Wherever the word "Terminate" appears in a line of the records, copy that line.

------------------------------------------------

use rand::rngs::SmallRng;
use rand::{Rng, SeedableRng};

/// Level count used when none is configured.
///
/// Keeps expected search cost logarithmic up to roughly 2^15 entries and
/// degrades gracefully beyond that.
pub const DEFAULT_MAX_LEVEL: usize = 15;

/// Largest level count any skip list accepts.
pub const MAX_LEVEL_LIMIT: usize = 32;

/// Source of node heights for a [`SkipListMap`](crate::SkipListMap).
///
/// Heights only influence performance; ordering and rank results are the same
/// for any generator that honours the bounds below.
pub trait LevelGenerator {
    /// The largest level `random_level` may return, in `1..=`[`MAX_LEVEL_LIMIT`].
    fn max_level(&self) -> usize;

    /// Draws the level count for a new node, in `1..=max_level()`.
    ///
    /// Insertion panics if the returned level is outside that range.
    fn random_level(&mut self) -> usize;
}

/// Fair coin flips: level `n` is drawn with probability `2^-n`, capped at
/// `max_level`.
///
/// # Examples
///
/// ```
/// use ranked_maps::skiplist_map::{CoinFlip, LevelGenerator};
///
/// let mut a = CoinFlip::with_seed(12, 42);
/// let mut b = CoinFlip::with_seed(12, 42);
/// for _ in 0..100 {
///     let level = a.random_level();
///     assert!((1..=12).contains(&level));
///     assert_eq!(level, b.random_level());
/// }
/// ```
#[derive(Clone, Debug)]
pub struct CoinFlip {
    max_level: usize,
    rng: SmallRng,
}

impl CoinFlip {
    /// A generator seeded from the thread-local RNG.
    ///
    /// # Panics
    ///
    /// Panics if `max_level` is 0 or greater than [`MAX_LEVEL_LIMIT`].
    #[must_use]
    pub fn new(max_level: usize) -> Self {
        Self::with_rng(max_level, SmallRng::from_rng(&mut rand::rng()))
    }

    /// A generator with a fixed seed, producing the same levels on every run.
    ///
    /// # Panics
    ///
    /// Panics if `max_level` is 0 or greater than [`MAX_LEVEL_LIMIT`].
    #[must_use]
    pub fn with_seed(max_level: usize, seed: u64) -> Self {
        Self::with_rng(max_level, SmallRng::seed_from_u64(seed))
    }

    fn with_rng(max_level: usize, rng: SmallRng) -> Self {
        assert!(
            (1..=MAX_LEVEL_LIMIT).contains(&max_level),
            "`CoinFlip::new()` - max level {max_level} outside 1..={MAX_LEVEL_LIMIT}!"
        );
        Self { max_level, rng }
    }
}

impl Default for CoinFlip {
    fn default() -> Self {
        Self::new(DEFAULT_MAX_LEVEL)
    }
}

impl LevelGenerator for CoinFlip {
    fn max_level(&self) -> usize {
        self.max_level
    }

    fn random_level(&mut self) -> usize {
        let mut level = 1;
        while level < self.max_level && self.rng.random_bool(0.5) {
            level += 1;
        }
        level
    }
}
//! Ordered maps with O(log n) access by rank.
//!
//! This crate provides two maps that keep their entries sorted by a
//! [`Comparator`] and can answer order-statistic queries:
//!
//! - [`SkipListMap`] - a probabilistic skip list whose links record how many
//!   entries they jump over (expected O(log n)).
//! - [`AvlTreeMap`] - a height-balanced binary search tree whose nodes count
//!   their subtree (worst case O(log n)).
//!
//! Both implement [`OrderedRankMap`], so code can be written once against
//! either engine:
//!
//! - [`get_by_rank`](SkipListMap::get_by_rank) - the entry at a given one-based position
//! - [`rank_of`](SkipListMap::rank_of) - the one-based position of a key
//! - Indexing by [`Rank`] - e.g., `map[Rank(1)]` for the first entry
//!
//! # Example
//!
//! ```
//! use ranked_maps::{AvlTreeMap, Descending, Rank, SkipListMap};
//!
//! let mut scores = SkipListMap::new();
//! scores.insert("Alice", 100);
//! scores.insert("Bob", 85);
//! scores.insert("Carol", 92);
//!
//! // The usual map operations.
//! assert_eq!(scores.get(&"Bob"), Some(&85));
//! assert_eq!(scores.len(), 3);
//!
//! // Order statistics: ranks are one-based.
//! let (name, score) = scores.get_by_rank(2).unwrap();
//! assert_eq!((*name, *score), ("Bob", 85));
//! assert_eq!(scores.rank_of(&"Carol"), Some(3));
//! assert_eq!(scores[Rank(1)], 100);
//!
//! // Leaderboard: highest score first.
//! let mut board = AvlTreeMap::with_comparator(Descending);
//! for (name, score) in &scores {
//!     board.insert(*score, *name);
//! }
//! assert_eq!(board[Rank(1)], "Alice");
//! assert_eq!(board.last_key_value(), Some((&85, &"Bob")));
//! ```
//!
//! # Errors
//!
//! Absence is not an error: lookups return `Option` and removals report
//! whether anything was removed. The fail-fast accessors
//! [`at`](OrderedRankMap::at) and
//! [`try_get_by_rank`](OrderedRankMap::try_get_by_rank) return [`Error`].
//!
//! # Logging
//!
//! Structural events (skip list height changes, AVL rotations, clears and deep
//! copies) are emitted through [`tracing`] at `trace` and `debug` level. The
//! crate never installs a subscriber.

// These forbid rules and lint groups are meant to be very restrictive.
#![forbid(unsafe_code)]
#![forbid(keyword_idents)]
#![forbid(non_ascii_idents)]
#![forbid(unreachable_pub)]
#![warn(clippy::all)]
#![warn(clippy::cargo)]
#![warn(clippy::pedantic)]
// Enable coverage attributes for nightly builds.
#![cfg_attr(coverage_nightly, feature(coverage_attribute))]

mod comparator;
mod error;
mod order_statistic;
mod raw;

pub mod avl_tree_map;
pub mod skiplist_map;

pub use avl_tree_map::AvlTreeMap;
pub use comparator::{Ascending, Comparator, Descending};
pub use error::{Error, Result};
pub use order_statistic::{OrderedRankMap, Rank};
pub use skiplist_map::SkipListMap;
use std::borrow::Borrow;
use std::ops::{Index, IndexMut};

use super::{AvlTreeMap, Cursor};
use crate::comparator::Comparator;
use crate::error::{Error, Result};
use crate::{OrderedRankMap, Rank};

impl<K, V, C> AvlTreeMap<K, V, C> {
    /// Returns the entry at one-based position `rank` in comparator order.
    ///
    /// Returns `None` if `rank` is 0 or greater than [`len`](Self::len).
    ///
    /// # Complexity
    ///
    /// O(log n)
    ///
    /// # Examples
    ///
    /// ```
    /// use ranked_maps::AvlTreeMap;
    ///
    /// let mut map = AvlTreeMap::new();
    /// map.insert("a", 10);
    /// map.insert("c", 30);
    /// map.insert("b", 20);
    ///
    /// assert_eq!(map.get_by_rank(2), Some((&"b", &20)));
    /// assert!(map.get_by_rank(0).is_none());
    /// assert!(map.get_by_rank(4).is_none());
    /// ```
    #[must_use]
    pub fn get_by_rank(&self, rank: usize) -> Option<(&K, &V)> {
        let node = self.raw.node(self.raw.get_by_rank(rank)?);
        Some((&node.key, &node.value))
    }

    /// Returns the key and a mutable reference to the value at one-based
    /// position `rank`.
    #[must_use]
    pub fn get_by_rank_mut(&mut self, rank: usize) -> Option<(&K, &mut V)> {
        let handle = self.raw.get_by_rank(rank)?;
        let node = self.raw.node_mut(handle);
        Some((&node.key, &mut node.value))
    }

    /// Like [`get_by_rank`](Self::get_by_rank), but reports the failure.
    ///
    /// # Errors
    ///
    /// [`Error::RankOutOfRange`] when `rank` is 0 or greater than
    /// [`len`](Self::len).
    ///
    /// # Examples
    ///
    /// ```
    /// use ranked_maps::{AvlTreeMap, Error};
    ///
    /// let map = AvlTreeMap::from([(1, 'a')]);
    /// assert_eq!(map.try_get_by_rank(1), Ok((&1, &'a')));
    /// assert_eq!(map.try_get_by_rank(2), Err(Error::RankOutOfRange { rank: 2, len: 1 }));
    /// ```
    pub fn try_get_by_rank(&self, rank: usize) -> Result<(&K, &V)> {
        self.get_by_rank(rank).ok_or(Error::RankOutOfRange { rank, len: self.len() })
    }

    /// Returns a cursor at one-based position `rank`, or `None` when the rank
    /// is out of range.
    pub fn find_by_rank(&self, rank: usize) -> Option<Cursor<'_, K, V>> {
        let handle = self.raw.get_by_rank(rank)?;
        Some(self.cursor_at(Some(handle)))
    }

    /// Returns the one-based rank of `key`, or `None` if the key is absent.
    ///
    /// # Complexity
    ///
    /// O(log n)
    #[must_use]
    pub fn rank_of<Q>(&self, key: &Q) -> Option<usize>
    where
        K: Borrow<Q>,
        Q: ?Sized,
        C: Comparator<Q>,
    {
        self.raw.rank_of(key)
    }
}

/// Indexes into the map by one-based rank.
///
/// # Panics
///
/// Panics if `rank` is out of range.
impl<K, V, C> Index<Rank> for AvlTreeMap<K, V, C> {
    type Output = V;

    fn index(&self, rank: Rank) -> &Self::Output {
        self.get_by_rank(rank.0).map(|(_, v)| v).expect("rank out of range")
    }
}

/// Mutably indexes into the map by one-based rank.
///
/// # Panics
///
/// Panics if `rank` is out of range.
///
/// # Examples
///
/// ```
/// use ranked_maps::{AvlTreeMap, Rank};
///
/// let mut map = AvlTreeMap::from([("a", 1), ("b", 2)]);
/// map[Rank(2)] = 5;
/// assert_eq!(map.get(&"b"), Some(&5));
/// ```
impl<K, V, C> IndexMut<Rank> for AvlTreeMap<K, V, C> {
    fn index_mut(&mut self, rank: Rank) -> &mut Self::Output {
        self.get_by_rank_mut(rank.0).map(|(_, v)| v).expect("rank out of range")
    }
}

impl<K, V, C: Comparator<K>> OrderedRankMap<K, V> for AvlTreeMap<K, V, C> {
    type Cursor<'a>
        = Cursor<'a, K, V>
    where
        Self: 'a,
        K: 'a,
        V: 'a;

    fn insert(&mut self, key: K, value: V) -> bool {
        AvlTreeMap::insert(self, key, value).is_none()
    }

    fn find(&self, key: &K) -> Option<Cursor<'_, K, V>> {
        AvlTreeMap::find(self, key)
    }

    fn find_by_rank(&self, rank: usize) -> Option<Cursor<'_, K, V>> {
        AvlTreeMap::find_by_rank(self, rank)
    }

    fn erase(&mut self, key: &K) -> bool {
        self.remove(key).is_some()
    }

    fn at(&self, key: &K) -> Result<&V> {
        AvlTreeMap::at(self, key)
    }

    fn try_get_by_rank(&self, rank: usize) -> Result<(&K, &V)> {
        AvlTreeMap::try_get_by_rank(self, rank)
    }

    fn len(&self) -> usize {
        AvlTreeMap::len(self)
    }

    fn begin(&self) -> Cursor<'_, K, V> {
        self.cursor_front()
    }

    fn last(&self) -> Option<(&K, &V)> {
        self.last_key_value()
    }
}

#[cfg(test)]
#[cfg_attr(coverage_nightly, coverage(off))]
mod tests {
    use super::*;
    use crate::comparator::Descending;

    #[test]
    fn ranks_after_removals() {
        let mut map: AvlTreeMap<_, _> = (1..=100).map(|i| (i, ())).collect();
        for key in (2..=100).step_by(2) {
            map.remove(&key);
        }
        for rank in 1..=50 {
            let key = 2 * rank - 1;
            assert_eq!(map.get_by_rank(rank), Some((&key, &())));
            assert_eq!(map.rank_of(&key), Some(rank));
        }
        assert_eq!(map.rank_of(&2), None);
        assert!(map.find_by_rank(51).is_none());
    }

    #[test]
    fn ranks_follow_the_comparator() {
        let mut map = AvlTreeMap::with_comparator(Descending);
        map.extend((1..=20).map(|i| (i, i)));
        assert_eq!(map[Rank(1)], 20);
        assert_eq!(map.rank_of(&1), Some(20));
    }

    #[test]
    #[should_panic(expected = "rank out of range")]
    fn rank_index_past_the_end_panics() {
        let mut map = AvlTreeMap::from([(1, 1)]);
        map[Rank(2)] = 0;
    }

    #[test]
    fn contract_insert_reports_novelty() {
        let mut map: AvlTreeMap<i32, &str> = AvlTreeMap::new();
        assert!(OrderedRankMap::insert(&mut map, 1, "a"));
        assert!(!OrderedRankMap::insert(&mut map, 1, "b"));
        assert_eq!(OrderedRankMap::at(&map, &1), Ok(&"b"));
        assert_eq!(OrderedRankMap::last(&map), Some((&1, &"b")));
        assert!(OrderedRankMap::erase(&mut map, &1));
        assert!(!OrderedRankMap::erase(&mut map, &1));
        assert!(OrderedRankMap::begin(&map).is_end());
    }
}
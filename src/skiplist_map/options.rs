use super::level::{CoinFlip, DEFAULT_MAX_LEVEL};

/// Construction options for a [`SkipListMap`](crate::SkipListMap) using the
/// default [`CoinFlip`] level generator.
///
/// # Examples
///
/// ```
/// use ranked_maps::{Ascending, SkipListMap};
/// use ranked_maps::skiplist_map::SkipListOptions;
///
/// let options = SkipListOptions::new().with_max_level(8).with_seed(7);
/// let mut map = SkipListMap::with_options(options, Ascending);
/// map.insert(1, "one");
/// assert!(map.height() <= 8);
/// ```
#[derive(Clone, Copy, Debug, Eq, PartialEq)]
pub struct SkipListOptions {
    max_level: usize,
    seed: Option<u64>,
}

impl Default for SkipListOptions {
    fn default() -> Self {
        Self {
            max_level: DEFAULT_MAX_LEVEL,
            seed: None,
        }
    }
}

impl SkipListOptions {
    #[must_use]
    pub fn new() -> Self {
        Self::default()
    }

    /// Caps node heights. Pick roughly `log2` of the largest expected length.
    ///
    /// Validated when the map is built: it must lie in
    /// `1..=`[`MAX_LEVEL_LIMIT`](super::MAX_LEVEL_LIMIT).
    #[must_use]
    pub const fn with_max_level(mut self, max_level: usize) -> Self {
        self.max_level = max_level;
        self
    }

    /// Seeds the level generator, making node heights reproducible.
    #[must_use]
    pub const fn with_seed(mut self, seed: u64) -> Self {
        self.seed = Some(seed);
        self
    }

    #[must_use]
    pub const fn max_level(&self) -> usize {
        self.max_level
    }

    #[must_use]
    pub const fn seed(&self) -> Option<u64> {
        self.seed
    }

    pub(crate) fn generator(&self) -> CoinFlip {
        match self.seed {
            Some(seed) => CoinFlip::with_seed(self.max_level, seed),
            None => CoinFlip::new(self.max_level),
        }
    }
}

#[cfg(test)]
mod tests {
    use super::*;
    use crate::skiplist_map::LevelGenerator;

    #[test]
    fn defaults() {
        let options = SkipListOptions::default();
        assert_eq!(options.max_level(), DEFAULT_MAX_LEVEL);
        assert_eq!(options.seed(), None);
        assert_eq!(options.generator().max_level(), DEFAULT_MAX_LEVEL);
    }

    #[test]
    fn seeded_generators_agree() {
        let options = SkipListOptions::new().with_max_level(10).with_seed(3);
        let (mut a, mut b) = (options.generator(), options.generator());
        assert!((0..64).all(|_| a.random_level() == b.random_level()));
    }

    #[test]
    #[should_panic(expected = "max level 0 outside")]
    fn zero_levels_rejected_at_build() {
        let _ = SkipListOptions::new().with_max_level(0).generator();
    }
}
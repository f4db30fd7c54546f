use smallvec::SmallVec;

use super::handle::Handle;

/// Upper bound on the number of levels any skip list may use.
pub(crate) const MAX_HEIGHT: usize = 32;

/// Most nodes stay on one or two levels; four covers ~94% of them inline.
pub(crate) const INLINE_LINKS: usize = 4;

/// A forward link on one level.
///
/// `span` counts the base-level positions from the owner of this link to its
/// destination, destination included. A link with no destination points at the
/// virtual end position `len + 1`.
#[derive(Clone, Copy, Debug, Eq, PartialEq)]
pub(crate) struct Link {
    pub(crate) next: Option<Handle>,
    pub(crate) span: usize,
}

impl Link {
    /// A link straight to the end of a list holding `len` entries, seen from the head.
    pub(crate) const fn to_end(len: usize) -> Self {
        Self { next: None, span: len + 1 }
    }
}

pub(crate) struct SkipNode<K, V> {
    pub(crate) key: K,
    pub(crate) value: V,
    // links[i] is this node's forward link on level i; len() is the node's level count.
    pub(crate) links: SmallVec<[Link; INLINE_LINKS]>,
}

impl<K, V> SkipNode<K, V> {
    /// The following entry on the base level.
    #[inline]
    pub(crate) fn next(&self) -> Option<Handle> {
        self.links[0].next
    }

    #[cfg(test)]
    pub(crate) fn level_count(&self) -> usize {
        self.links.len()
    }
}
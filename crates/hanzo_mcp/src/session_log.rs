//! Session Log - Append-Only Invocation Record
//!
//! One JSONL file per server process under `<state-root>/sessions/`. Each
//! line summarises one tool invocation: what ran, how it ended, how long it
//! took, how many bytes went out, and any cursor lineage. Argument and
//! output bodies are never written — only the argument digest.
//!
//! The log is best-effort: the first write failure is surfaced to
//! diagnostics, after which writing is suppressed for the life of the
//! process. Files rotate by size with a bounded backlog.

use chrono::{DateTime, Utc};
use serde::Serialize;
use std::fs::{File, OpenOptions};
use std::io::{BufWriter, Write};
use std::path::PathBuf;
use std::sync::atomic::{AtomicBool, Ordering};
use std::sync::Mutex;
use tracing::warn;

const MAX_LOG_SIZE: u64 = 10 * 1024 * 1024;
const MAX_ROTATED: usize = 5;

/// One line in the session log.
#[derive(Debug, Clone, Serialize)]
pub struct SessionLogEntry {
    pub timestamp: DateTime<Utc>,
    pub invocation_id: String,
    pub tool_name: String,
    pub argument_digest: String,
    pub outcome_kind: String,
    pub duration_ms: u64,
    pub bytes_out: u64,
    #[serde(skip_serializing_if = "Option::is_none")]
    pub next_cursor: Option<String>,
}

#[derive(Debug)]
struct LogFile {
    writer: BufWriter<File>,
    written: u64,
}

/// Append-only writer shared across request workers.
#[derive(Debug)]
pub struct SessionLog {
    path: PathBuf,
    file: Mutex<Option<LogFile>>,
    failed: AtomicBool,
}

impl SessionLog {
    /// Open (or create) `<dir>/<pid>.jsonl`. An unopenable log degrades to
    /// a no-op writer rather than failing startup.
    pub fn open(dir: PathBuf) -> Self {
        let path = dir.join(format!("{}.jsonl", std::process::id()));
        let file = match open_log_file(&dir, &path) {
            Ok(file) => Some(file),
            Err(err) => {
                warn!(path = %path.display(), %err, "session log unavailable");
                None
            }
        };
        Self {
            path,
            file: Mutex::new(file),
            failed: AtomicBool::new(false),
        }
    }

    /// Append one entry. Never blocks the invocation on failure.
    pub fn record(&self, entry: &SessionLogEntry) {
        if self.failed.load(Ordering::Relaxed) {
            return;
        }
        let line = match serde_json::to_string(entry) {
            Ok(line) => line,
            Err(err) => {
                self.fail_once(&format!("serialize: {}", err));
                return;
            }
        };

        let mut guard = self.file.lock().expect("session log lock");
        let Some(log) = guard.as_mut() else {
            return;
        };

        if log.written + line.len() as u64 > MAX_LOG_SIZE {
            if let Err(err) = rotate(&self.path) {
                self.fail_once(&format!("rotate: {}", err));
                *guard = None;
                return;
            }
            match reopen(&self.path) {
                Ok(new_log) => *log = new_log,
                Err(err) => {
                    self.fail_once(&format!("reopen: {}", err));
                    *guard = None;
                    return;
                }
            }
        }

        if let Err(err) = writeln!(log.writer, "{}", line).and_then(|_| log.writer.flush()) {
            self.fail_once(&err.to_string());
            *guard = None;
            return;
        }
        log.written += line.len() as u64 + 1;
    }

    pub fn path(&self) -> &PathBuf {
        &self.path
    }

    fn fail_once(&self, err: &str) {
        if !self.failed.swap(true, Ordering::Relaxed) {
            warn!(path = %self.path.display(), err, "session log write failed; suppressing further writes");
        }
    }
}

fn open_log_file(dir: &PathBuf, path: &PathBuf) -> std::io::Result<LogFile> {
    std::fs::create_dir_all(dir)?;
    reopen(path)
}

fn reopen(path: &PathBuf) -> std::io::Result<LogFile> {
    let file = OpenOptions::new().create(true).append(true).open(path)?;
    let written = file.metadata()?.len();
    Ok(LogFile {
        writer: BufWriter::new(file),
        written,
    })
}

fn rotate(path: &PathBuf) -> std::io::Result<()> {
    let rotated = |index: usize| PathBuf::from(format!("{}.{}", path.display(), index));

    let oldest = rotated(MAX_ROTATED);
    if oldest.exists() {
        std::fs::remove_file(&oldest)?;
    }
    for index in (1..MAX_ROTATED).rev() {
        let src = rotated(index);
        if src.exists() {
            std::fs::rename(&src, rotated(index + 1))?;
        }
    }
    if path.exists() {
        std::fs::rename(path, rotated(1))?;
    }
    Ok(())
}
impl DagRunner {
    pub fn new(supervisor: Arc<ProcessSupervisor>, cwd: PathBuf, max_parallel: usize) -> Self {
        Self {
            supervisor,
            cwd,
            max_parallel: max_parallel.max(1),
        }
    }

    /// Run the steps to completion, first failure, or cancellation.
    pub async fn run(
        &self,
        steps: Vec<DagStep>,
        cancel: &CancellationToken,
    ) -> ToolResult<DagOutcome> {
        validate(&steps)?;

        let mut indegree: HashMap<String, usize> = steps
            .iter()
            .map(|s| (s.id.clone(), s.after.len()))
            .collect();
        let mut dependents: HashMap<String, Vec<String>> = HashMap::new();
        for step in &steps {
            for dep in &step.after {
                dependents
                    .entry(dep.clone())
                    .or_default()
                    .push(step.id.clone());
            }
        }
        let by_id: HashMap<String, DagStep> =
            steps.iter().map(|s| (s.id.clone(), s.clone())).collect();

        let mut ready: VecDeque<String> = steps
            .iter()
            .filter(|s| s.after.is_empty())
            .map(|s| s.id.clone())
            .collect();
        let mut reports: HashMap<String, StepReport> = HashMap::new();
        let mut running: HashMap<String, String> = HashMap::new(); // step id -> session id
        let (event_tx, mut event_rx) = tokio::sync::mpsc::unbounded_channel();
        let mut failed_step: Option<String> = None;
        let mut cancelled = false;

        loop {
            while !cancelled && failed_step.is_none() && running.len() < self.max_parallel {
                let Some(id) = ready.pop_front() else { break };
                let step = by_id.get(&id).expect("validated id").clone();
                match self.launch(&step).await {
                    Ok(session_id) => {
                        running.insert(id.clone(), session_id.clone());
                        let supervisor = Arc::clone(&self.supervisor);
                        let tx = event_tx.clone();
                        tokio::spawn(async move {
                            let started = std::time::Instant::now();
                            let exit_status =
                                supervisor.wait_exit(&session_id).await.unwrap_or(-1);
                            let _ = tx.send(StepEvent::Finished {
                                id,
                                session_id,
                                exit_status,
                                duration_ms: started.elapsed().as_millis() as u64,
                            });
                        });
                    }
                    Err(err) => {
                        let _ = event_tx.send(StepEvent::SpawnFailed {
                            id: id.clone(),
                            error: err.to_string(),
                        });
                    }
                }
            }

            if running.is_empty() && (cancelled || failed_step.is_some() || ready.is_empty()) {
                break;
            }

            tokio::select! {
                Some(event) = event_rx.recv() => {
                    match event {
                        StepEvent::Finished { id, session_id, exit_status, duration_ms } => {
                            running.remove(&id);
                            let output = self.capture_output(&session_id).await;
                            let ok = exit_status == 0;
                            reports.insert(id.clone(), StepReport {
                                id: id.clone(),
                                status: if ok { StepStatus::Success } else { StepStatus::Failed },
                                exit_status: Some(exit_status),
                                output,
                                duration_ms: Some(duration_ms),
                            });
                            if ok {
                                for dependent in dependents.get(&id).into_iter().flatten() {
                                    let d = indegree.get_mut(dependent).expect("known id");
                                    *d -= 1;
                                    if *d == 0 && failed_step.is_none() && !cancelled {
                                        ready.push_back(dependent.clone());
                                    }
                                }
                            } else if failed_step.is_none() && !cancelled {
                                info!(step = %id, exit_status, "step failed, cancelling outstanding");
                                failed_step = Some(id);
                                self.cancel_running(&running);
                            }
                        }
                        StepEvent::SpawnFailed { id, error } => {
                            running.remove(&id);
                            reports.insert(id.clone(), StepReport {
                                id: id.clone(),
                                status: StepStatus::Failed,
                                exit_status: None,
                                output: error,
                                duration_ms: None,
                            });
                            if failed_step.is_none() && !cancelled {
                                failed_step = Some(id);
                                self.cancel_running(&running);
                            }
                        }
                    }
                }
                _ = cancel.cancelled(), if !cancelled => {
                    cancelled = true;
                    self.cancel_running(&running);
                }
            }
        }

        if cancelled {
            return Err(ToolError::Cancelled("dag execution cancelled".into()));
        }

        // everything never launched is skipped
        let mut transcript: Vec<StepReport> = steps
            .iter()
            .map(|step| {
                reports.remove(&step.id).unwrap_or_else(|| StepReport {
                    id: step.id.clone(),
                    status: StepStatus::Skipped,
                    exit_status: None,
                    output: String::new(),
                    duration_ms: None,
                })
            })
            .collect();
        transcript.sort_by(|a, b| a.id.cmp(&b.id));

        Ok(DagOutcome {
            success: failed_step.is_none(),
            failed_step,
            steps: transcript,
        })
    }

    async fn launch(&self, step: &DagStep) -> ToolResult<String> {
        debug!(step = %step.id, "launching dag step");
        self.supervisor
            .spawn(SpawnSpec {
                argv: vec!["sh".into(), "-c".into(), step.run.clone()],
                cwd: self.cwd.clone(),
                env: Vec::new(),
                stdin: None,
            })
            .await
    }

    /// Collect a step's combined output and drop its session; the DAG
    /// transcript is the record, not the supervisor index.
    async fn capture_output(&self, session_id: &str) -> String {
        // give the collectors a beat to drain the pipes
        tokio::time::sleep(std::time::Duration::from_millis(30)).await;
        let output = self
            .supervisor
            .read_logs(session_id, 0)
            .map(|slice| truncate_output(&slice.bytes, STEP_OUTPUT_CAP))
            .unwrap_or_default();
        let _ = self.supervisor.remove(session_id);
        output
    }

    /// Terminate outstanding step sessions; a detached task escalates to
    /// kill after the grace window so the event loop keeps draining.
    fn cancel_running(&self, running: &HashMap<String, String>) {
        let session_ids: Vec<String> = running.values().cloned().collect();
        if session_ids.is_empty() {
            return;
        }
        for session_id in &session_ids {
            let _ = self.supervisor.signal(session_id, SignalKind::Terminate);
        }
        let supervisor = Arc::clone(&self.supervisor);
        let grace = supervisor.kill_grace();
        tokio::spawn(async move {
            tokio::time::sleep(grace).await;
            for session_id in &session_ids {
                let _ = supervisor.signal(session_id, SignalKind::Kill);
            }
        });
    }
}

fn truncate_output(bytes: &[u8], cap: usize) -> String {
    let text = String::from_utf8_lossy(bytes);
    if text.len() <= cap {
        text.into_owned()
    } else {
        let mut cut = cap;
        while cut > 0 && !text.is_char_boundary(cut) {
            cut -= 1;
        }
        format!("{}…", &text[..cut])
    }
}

------------------------------------------------

[Task output]
    /// Terminate outstanding step sessions; a detached task escalates to
            let _ = self.supervisor.signal(session_id, SignalKind::Terminate);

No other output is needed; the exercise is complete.